James Purefoy as Solomon Kane (Radius/TWC)

Written & Directed by Michael J. Bassett, based on the character created by Robert E. Howard
Produced by Paul Berrow, Samuel Hadida & Kevan Van Thompson
Released by Radius/TWC
France/Czech Republic/UK. 104 min. Rated R
With James Purefoy, Max von Sydow, Pete Postlethwaite, Rachel Hurd-Wood, Patrick Hurd-Wood, Alice Krige, Jason Flemyng & Lucas Stone

Solomon Kane, a low-budget adaptation of Robert E. Howard’s 1930s pulpy tales about a puritan ex-mercenary who fights pirates and demons, has been sitting on the shelves for a few years. It’s no surprise why. Solomon has too little of the anything-goes creative flair of its source material to please the books’ fans, and its made-for-cable aesthetic and generic hack-and-slash set pieces are sure to bore everyone else.

Not based on any one of Howard’s Kane tales (and all the worse for that), the narrative takes the form Hollywood seems most comfortable with nowadays: the superhero origins story. As a young nobleman, Kane (Lucas Stone) flees his stern dad (Max von Sydow, on screen for a full minute and a half) in order to avoid taking orders in the church. He then grows up to become a cruel buccaneer (and James Purefoy, grimy and scowling). Later, while besieging a North African palace, he falls into a trap laid by Satan, who tells him he’s damned for his evil deeds. But Kane soon learns that he can save his soul by rescuing the daughter (Rachel Hurd-Wood) of a slain puritan (the late Pete Postlethwaite) who has been kidnapped by the henchmen of an evil sorcerer laying waste to England.

I’m no theologian, but I’m pretty sure that’s not how Christianity works. In any case, the picture is as suspect historically as it is religiously. Although nominally taking place in the early 17th century, it looks like it exists in that well-known epoch, Film Fantasy Cliché, also shared by Snow White and the Huntsman and lesser Sean Bean movies. The main villains are a bit off tonally, too: the sorcerers’ army is composed of dirty medieval ruffians whom he magically transforms into a mindless rabble of black-eyed, and bald, slaves. The conceit is less Robert E. Howard and more Xena: Warrior Princess.
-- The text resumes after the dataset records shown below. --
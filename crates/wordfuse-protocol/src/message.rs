//! Request and event payloads.
//!
//! Both enums are internally tagged: the variant name travels as a
//! camelCase `"type"` field next to the variant's own camelCase fields.
//!
//! ```json
//! { "type": "submitWord", "roomCode": "A1B2C3", "word": "table" }
//! { "type": "bombExploded", "playerId": 7, "remainingLives": 1 }
//! ```

use serde::{Deserialize, Deserializer, Serialize};

use crate::{PlayerId, PlayerView, RoomCode, ScoreEntry};

/// Stable, machine-readable reason attached to `gameError` and
/// `requestFailed`.
#[derive(Debug, Clone, Copy, PartialEq, Eq, Hash, Serialize, Deserialize)]
pub enum ErrorCode {
    RoomNotFound,
    GameAlreadyStarted,
    RoomFull,
    InsufficientPlayers,
    NotAuthorized,
    NotInRoom,
    AlreadyInRoom,
    Unavailable,
}

// ---------------------------------------------------------------------------
// Client → server
// ---------------------------------------------------------------------------

/// Everything a client may send.
///
/// `lives` is read leniently (see [`lenient_lives`]) so out-of-range or
/// oddly typed values get clamped by the room instead of failing the
/// whole frame.
#[derive(Debug, Clone, PartialEq, Eq, Serialize, Deserialize)]
#[serde(tag = "type", rename_all = "camelCase", rename_all_fields = "camelCase")]
pub enum ClientMessage {
    /// Must be the first frame on a connection.
    Hello { version: u32 },

    CreateRoom {
        #[serde(default)]
        host_name: String,
        #[serde(default, deserialize_with = "lenient_lives")]
        lives: Option<i64>,
        #[serde(default)]
        peer_id: Option<String>,
    },

    JoinRoom {
        room_code: RoomCode,
        #[serde(default)]
        player_name: String,
        #[serde(default)]
        peer_id: Option<String>,
    },

    StartGame { room_code: RoomCode },

    SubmitWord { room_code: RoomCode, word: String },

    GetPlayerList { room_code: RoomCode },

    RestartGame {
        room_code: RoomCode,
        #[serde(default, deserialize_with = "lenient_lives")]
        lives: Option<i64>,
    },

    LeaveRoom { room_code: RoomCode },

    Heartbeat { client_time: u64 },

    Disconnect {
        #[serde(default)]
        reason: String,
    },
}

/// Any JSON shape a client might put in `lives`.
#[derive(Deserialize)]
#[serde(untagged)]
enum LooseNumber {
    Int(i64),
    Uint(u64),
    Float(f64),
    Text(String),
    Other(serde::de::IgnoredAny),
}

impl LooseNumber {
    fn to_i64(&self) -> Option<i64> {
        match self {
            LooseNumber::Int(n) => Some(*n),
            LooseNumber::Uint(n) => Some(i64::try_from(*n).unwrap_or(i64::MAX)),
            LooseNumber::Float(f) => float_to_i64(*f),
            LooseNumber::Text(s) => {
                let s = s.trim();
                s.parse::<i64>()
                    .ok()
                    .or_else(|| s.parse::<f64>().ok().and_then(float_to_i64))
            }
            LooseNumber::Other(_) => None,
        }
    }
}

/// Truncates toward zero, saturating at the `i64` bounds.
fn float_to_i64(f: f64) -> Option<i64> {
    f.is_finite().then(|| f.trunc() as i64)
}

/// Integers saturate, floats truncate, numeric strings are parsed.
/// Anything else reads as absent.
fn lenient_lives<'de, D>(deserializer: D) -> Result<Option<i64>, D::Error>
where
    D: Deserializer<'de>,
{
    let raw = Option::<LooseNumber>::deserialize(deserializer)?;
    Ok(raw.as_ref().and_then(LooseNumber::to_i64))
}

// ---------------------------------------------------------------------------
// Server → client
// ---------------------------------------------------------------------------

/// Everything the server may send.
///
/// The first block answers the sender of a request; the rest are room
/// events fanned out by the dispatcher.
#[derive(Debug, Clone, PartialEq, Eq, Serialize, Deserialize)]
#[serde(tag = "type", rename_all = "camelCase", rename_all_fields = "camelCase")]
pub enum ServerMessage {
    Welcome { player_id: PlayerId, server_time: u64 },

    HeartbeatAck { client_time: u64, server_time: u64 },

    RoomCreated { room_code: RoomCode },

    RoomJoined { room_code: RoomCode },

    /// A create/join request was refused.
    RequestFailed { code: ErrorCode, message: String },

    // -- room events --
    PlayerListUpdate { players: Vec<PlayerView> },

    GameStarted { prompt: String, current_player_id: PlayerId },

    TurnStarted {
        current_player_id: PlayerId,
        prompt: String,
        /// Fuse length in whole seconds.
        bomb_time: u64,
    },

    WordAccepted { player_id: PlayerId, word: String },

    /// Sent to the submitter only.
    WordInvalid { reason: String },

    NextTurn { current_player_id: PlayerId, prompt: String },

    BombExploded { player_id: PlayerId, remaining_lives: u32 },

    PlayerEliminated { player_id: PlayerId },

    GameOver {
        /// `None` when nobody survived the round.
        winner_name: Option<String>,
        scoreboard: Vec<ScoreEntry>,
    },

    GameRestarted {
        lives_per_player: u32,
        prompt: String,
        current_player_id: PlayerId,
        players: Vec<PlayerView>,
    },

    /// A start/restart request was refused.
    GameError { code: ErrorCode, message: String },

    /// Protocol-level failure during the handshake or session setup.
    /// Undecodable frames after `welcome` are dropped without a reply.
    Error { code: u16, message: String },
}

impl ServerMessage {
    /// The wire `"type"` tag, for logging.
    pub fn kind(&self) -> &'static str {
        match self {
            ServerMessage::Welcome { .. } => "welcome",
            ServerMessage::HeartbeatAck { .. } => "heartbeatAck",
            ServerMessage::RoomCreated { .. } => "roomCreated",
            ServerMessage::RoomJoined { .. } => "roomJoined",
            ServerMessage::RequestFailed { .. } => "requestFailed",
            ServerMessage::PlayerListUpdate { .. } => "playerListUpdate",
            ServerMessage::GameStarted { .. } => "gameStarted",
            ServerMessage::TurnStarted { .. } => "turnStarted",
            ServerMessage::WordAccepted { .. } => "wordAccepted",
            ServerMessage::WordInvalid { .. } => "wordInvalid",
            ServerMessage::NextTurn { .. } => "nextTurn",
            ServerMessage::BombExploded { .. } => "bombExploded",
            ServerMessage::PlayerEliminated { .. } => "playerEliminated",
            ServerMessage::GameOver { .. } => "gameOver",
            ServerMessage::GameRestarted { .. } => "gameRestarted",
            ServerMessage::GameError { .. } => "gameError",
            ServerMessage::Error { .. } => "error",
        }
    }
}
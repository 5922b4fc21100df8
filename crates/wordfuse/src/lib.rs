//! # wordfuse
//!
//! Server for a real-time multiplayer word game: players in a room take
//! turns typing a word that contains a two-letter prompt before a bomb
//! goes off. Last player standing wins.
//!
//! This crate ties the layers together:
//!
//! ```text
//! wordfuse-transport  WebSocket connections
//! wordfuse-protocol   Envelope<ClientMessage> / Envelope<ServerMessage>
//! wordfuse-session    who is connected, and since when
//! wordfuse-room       room actors: turns, fuse, validation, events
//! ```
//!
//! ## Quick Start
//!
//! ```rust,no_run
//! use wordfuse::prelude::*;
//!
//! # async fn run() -> Result<(), WordfuseError> {
//! let server = WordfuseServerBuilder::new()
//!     .bind("0.0.0.0:8080")
//!     .build(WordList::from_words(["barn", "table"]))
//!     .await?;
//! server.run().await
//! # }
//! ```

mod config;
mod error;
mod handler;
mod server;

pub use config::ServerArgs;
pub use error::WordfuseError;
pub use server::{WordfuseServer, WordfuseServerBuilder};

pub mod prelude {
    pub use crate::{ServerArgs, WordfuseError, WordfuseServer, WordfuseServerBuilder};
    pub use wordfuse_dictionary::{Dictionary, HttpDictionary, Lexicon, WordList};
    pub use wordfuse_fuse::FuseConfig;
    pub use wordfuse_protocol::{
        ClientMessage, Envelope, ErrorCode, PROTOCOL_VERSION, PlayerId, PlayerView, RoomCode,
        ScoreEntry, ServerMessage,
    };
    pub use wordfuse_room::RoomConfig;
    pub use wordfuse_session::SessionConfig;
}
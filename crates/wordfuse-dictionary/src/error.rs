/// Failures looking a word up.
///
/// A word that simply does not exist is `Ok(false)`, not an error.
#[derive(Debug, thiserror::Error)]
pub enum DictionaryError {
    #[error("invalid dictionary url: {0}")]
    InvalidUrl(String),

    #[error("dictionary request failed: {0}")]
    Http(#[from] reqwest::Error),

    #[error("dictionary answered http {0}")]
    Status(u16),

    #[error("dictionary lookup timed out")]
    Timeout,

    #[error("failed to read word list: {0}")]
    Io(#[from] std::io::Error),
}
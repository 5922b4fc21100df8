use std::fmt;

use serde::{Deserialize, Serialize};
use wordfuse_transport::ConnectionId;

// ---------------------------------------------------------------------------
// Identity
// ---------------------------------------------------------------------------

/// Identifies a player for the lifetime of one connection.
///
/// Derived from the transport's [`ConnectionId`]; a reconnect is a new
/// player. Serializes as a plain number.
#[derive(Debug, Clone, Copy, PartialEq, Eq, Hash, PartialOrd, Ord, Serialize, Deserialize)]
#[serde(transparent)]
pub struct PlayerId(pub u64);

impl From<ConnectionId> for PlayerId {
    fn from(id: ConnectionId) -> Self {
        Self(id.as_u64())
    }
}

impl fmt::Display for PlayerId {
    fn fmt(&self, f: &mut fmt::Formatter<'_>) -> fmt::Result {
        write!(f, "P-{}", self.0)
    }
}

/// Short, human-typable room identifier.
///
/// Always stored trimmed and uppercased, whichever way it was built, so
/// `"ab12cd "` and `"AB12CD"` name the same room.
#[derive(Debug, Clone, PartialEq, Eq, Hash, Serialize, Deserialize)]
#[serde(from = "String", into = "String")]
pub struct RoomCode(String);

impl RoomCode {
    /// Normalizes raw user input into a code.
    pub fn parse(raw: &str) -> Self {
        Self(raw.trim().to_ascii_uppercase())
    }

    pub fn as_str(&self) -> &str {
        &self.0
    }

    /// True when normalization left nothing.
    pub fn is_empty(&self) -> bool {
        self.0.is_empty()
    }
}

impl From<String> for RoomCode {
    fn from(raw: String) -> Self {
        Self::parse(&raw)
    }
}

impl From<RoomCode> for String {
    fn from(code: RoomCode) -> Self {
        code.0
    }
}

impl fmt::Display for RoomCode {
    fn fmt(&self, f: &mut fmt::Formatter<'_>) -> fmt::Result {
        f.write_str(&self.0)
    }
}

// ---------------------------------------------------------------------------
// Delivery
// ---------------------------------------------------------------------------

/// Who receives an outbound event.
#[derive(Debug, Clone, Copy, PartialEq, Eq)]
pub enum Recipient {
    /// Every player seated in the room.
    All,
    /// A single player.
    Player(PlayerId),
}

impl Recipient {
    /// Whether `player` is addressed.
    pub fn includes(&self, player: PlayerId) -> bool {
        match *self {
            Recipient::All => true,
            Recipient::Player(p) => p == player,
        }
    }
}

// ---------------------------------------------------------------------------
// Views
// ---------------------------------------------------------------------------

/// One row of a room's roster as clients see it.
#[derive(Debug, Clone, PartialEq, Eq, Serialize, Deserialize)]
#[serde(rename_all = "camelCase")]
pub struct PlayerView {
    pub id: PlayerId,
    pub name: String,
    pub lives: u32,
    pub is_alive: bool,
    pub wins: u32,
    /// Opaque address for the voice/chat relay; never interpreted here.
    #[serde(default, skip_serializing_if = "Option::is_none")]
    pub peer_id: Option<String>,
    pub is_host: bool,
}

/// One line of the end-of-game scoreboard.
#[derive(Debug, Clone, PartialEq, Eq, Serialize, Deserialize)]
#[serde(rename_all = "camelCase")]
pub struct ScoreEntry {
    pub name: String,
    pub is_alive: bool,
    pub lives: u32,
    pub wins: u32,
    pub is_host: bool,
}

// ---------------------------------------------------------------------------
// Envelope
// ---------------------------------------------------------------------------

/// Frame wrapper carried in both directions.
///
/// `seq` is per-connection and per-direction; `timestamp` is milliseconds
/// since the sender's connection started.
#[derive(Debug, Clone, PartialEq, Eq, Serialize, Deserialize)]
pub struct Envelope<M> {
    pub seq: u64,
    pub timestamp: u64,
    pub payload: M,
}

impl<M> Envelope<M> {
    pub fn new(seq: u64, timestamp: u64, payload: M) -> Self {
        Self {
            seq,
            timestamp,
            payload,
        }
    }
}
None of this would matter if the movie delivered some mildly sinful, brainless fun, but for the most part, it doesn’t. The action scenes border on self-parody because of a rather dated emphasis on having Kane strike cool poses as he fights. In one scene, for instance, he charges on horseback between two foes, raising his arms akimbo and shooting them both without looking. It’s corny, of course, but you can’t help wondering why it didn’t stay in whatever 1990s Hong Kong movie it was borrowed from.